Já imaginou se o próprio Serra, sempre muito cruel, decide fazer uma visitinha amiga, muy amiga, e, aproveitando-se da imobilidade do rival, discutir a relação? Nem é bom pensar.

Quem faz tempo anda se especializando no ofício de domar cavalo louco é o ministro da Educação, Fernando Haddad. Já esteve muito perto de cair, mas deu um jeito de, contra todos os prognósticos, amansar a montaria.

Haddad se meteu numa aventura complicada: queria passar para a História como o ministro que acabou com essa coisa medonha chamada vestibular.

Daí, a insistência no Enem – versão brasileira do baccalauréat francês e do SAT americano, ou seja, exame para verificar a aptidão dos alunos que estão saindo do segundo grau para a universidade. Em vez de submeterem os alunos ao assédio moral (quase escrevi imoral) daquele teste de arrancar os cabelos, as faculdades passariam a aceitar seus alunos com base na avaliação do Enem.

Faz o maior sentido, mas o Enem uma ou duas vezes tropeçou no caminho, uma delas culpa de um vazamento criminoso ocorrido dentro da gráfica da Folha de S. Paulo (detalhe que a corporação jornalística tratou de esconder debaixo do tapete).

Na trilha do injustamente mal falado Enem vem o Sisu, Sistema de Seleção Unificada. É o prolongamento natural do Enem. Através do Sisu, o aluno que passou pelo Enem se candidata a uma ou duas vagas nas universidades públicas e, dependendo da nota, pode ter sua admissão automática. A cada ano, dobra o número de inscritos no Sisu.

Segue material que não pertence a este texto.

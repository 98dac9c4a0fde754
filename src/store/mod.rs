//! Persistence seam for the pipeline
//!
//! The pipeline only talks to storage through `CareStore`. Methods are synchronous;
//! the orchestrator runs them on blocking worker threads.

pub mod memory;

pub use memory::MemoryStore;

use crate::baseline::Baseline;
use crate::detectors::{Anomaly, AnomalyStatus};
use crate::error::StoreError;
use crate::events::{MetricKind, ObservationEvent, SourceRef, SubjectRef, Timestamp};
use crate::issues::PrioritizedIssue;
use crate::orchestrator::RunReport;
use crate::risk::RiskScore;
use crate::state::{CareMode, CareState};
use uuid::Uuid;

/// Storage operations used by the care signal pipeline
pub trait CareStore: Send + Sync {
    /// Insert a new observation and return the stored copy
    ///
    /// The store assigns `ingest_seq` while holding its write lock, so sequence
    /// order is commit order. Fails with `StoreError::Duplicate` if one already
    /// exists for the same source.
    fn insert_observation(&self, event: ObservationEvent) -> Result<ObservationEvent, StoreError>;

    fn find_by_source(&self, source: &SourceRef) -> Result<Option<ObservationEvent>, StoreError>;

    /// Observations with `ingest_seq` strictly above `after` (all of them when `None`)
    fn observations_ingested_after(
        &self,
        tenant_id: &str,
        after: Option<u64>,
    ) -> Result<Vec<ObservationEvent>, StoreError>;

    /// A subject's observations with `from <= timestamp < to`, oldest first
    fn observations_for_subject(
        &self,
        tenant_id: &str,
        subject: &SubjectRef,
        from: Timestamp,
        to: Timestamp,
    ) -> Result<Vec<ObservationEvent>, StoreError>;

    /// Highest ingest sequence covered by a completed run
    fn watermark(&self, tenant_id: &str) -> Result<Option<u64>, StoreError>;

    /// Move the watermark forward; never moves it backwards
    fn advance_watermark(&self, tenant_id: &str, to: u64) -> Result<(), StoreError>;

    /// Observations past the watermark that were ingested at or after `since`
    fn unprocessed_count(&self, tenant_id: &str, since: Timestamp) -> Result<usize, StoreError>;

    fn baseline(
        &self,
        tenant_id: &str,
        subject: &SubjectRef,
        metric: MetricKind,
    ) -> Result<Option<Baseline>, StoreError>;

    /// Replace the baseline for its (tenant, subject, metric) wholesale
    fn replace_baseline(&self, baseline: Baseline) -> Result<(), StoreError>;

    fn insert_anomaly(&self, anomaly: Anomaly) -> Result<(), StoreError>;

    fn anomaly(&self, id: Uuid) -> Result<Option<Anomaly>, StoreError>;

    /// Overwrite an anomaly if its stored status is still `expected_status`
    ///
    /// Fails with `StoreError::StatusConflict` if another reviewer got there first.
    fn update_anomaly(
        &self,
        anomaly: Anomaly,
        expected_status: AnomalyStatus,
    ) -> Result<(), StoreError>;

    fn anomalies_for_run(&self, tenant_id: &str, run_id: Uuid) -> Result<Vec<Anomaly>, StoreError>;

    fn insert_risk_score(&self, score: RiskScore) -> Result<(), StoreError>;

    fn latest_risk_score(
        &self,
        tenant_id: &str,
        subject: &SubjectRef,
    ) -> Result<Option<RiskScore>, StoreError>;

    /// All risk scores for a subject, oldest first
    fn risk_history(
        &self,
        tenant_id: &str,
        subject: &SubjectRef,
    ) -> Result<Vec<RiskScore>, StoreError>;

    fn insert_issue(&self, issue: PrioritizedIssue) -> Result<(), StoreError>;

    fn issue(&self, id: Uuid) -> Result<Option<PrioritizedIssue>, StoreError>;

    /// Compare-and-swap update of an issue
    ///
    /// Stores `issue` with its version bumped past `expected_version` and returns
    /// the stored copy. Fails with `StoreError::VersionConflict` if the stored
    /// version has moved on.
    fn update_issue(
        &self,
        issue: PrioritizedIssue,
        expected_version: u64,
    ) -> Result<PrioritizedIssue, StoreError>;

    fn issues_for_tenant(&self, tenant_id: &str) -> Result<Vec<PrioritizedIssue>, StoreError>;

    /// Current care state; tenants never written return `CareState::initial`
    fn care_state(&self, tenant_id: &str) -> Result<CareState, StoreError>;

    /// Compare-and-swap update of the care state
    ///
    /// Fails with `StoreError::VersionConflict` if `expected_version` is stale.
    fn update_care_state(
        &self,
        tenant_id: &str,
        expected_version: u64,
        mode: CareMode,
        actor: &str,
        now: Timestamp,
    ) -> Result<CareState, StoreError>;

    fn record_run(&self, report: RunReport) -> Result<(), StoreError>;

    fn runs_for_tenant(&self, tenant_id: &str) -> Result<Vec<RunReport>, StoreError>;
}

Entre triunfos e tropicões, o ministro Haddad parece ter se cansado de encarar potro bravo. Já se candidata a deixar o ministério e disputar a indicação para a prefeitura de São Paulo pelo PT. Comparado ao Ministério da Educação, administrar São Paulo deve ser que nem surfar.

Só falta combinar com Marta Suplicy, a favorita do partido – também adepta de uma cavalgada selvagem.